__THE TASK__: Copy out all lines of the listing below that hold "http".

--------------------------------------------------

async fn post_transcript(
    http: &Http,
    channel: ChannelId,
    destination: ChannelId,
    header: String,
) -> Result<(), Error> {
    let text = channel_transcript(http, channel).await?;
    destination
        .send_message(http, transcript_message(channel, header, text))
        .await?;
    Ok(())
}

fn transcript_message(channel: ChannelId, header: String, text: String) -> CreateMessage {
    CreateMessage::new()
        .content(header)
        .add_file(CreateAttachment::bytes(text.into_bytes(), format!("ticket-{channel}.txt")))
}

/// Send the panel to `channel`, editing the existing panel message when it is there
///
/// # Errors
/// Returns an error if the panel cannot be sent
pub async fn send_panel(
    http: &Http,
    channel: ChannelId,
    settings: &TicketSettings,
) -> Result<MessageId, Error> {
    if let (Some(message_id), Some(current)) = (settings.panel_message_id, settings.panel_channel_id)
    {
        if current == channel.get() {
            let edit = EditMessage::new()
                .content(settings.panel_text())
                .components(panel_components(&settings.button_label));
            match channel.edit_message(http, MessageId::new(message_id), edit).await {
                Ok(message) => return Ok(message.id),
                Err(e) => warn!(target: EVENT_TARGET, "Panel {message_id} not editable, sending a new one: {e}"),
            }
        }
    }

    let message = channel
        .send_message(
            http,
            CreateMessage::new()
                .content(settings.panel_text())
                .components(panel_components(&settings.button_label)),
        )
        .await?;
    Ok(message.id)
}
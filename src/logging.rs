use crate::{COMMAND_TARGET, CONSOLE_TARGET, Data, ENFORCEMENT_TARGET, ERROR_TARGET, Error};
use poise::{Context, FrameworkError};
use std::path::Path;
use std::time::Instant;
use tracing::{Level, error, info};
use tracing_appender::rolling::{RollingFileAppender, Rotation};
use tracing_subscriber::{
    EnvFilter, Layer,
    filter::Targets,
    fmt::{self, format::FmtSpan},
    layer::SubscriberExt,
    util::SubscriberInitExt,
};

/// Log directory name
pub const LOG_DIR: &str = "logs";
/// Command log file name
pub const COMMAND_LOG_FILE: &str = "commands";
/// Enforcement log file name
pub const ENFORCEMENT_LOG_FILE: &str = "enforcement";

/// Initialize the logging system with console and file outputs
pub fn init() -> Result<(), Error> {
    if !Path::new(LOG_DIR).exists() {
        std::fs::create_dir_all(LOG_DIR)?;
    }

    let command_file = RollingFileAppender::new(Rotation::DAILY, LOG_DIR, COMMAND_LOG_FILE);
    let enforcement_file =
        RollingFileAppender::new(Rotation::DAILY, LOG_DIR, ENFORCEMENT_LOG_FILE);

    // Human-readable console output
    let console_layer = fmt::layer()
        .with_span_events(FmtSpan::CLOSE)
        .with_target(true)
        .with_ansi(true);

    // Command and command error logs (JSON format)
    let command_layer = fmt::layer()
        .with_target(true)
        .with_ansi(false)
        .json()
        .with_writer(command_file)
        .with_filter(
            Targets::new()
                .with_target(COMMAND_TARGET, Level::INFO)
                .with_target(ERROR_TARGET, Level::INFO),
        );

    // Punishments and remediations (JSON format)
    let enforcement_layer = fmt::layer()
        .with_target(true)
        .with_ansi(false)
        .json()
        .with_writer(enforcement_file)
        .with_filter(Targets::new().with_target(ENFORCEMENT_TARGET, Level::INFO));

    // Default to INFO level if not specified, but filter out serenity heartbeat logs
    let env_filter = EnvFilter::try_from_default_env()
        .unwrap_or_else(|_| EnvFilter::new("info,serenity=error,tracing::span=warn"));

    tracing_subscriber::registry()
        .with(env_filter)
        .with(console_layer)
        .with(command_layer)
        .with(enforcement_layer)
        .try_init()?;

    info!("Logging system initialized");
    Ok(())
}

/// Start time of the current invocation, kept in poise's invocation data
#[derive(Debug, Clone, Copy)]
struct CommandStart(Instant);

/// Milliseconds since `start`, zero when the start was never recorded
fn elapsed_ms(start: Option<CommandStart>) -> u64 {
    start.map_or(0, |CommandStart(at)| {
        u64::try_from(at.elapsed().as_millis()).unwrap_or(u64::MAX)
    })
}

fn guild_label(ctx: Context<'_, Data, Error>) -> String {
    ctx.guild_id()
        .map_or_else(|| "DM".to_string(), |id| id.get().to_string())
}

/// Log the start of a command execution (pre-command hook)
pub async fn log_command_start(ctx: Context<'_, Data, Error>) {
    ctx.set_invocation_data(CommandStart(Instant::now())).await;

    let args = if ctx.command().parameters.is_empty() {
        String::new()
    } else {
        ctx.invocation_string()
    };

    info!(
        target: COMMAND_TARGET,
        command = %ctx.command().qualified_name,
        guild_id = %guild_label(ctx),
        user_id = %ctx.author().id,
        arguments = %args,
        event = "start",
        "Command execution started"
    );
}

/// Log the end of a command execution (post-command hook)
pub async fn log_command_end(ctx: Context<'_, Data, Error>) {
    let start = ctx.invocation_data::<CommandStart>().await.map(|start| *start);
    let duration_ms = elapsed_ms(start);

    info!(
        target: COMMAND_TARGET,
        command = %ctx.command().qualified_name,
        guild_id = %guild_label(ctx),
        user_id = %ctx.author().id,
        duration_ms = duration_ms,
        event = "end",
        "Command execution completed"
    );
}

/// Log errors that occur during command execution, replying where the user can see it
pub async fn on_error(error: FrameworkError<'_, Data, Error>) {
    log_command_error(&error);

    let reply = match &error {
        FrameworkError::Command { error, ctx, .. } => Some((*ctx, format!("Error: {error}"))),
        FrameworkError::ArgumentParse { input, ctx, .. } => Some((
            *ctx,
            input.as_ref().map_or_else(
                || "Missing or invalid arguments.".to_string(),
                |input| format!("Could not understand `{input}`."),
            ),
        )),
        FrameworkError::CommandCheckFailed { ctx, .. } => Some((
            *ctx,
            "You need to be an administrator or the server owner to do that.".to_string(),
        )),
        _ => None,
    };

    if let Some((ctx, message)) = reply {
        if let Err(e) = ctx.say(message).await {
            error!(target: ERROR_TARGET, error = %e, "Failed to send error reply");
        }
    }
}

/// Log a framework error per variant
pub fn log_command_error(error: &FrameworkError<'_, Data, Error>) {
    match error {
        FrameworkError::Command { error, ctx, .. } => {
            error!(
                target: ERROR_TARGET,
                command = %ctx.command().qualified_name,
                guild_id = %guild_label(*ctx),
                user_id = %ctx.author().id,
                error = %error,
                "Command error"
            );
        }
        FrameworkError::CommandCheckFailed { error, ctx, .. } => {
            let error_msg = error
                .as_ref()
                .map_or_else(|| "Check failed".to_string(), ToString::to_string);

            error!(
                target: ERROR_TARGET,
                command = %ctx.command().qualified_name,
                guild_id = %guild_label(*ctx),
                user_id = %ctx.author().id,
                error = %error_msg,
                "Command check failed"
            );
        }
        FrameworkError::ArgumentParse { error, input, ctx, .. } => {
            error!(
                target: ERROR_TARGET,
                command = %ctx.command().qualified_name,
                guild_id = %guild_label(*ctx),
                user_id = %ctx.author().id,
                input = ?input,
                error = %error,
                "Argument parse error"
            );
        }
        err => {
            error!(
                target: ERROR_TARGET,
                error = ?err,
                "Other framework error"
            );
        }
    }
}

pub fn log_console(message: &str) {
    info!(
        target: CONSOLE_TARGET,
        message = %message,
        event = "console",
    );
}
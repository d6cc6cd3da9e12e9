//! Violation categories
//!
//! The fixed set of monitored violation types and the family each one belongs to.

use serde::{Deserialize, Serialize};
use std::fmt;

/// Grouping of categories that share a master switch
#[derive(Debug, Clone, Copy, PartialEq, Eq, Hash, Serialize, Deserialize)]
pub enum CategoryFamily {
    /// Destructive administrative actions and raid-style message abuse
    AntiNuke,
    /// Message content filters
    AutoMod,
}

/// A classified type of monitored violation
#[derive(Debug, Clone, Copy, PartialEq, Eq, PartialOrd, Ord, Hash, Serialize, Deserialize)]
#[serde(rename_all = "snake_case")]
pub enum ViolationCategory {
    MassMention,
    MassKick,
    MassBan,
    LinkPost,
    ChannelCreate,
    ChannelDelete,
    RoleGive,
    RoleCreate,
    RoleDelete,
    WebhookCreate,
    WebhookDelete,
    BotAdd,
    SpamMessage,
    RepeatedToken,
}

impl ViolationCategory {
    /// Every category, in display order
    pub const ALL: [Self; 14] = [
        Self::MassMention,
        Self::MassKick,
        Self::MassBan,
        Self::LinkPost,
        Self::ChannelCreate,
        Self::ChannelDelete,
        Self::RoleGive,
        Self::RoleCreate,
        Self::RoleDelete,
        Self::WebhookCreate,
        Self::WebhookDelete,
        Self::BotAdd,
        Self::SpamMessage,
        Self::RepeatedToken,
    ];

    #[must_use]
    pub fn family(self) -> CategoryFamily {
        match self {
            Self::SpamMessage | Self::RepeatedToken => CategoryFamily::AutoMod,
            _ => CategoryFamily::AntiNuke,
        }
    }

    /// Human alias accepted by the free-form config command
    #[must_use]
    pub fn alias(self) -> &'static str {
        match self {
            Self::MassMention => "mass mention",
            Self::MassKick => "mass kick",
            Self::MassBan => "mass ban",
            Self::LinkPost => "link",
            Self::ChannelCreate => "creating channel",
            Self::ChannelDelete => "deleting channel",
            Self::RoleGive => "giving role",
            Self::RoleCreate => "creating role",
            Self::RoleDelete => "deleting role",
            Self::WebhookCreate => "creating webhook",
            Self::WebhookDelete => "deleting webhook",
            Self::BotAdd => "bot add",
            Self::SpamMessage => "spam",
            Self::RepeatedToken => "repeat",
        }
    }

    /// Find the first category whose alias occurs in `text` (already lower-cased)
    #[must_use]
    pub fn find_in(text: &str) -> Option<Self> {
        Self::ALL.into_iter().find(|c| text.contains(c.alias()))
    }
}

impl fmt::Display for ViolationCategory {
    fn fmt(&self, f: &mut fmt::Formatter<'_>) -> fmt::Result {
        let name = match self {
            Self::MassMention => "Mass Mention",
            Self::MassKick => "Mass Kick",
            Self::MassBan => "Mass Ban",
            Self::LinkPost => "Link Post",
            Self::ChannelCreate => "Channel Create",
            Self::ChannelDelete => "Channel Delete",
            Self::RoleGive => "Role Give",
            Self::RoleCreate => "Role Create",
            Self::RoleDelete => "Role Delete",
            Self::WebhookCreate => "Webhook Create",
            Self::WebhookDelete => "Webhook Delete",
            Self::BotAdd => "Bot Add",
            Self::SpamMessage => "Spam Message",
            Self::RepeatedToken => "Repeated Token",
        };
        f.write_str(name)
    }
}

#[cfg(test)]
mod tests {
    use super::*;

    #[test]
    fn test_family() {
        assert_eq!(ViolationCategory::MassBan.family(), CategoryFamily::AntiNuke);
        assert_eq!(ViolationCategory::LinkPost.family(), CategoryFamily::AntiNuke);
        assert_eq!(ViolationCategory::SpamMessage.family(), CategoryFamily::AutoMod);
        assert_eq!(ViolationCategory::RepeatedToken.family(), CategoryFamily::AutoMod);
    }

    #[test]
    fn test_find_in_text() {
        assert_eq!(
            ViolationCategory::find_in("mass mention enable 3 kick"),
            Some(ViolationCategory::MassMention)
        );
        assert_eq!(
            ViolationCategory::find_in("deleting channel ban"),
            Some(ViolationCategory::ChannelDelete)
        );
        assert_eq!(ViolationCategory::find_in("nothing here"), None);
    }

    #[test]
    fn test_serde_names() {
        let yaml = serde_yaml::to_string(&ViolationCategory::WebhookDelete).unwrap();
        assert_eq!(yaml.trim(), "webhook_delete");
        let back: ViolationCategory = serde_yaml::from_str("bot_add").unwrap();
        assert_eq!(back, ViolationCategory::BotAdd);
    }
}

--------------------------------------------------

__YOUR SOLUTION__:
    http: &Http,
    let text = channel_transcript(http, channel).await?;
        .send_message(http, transcript_message(channel, header, text))
    http: &Http,
            match channel.edit_message(http, MessageId::new(message_id), edit).await {
            http,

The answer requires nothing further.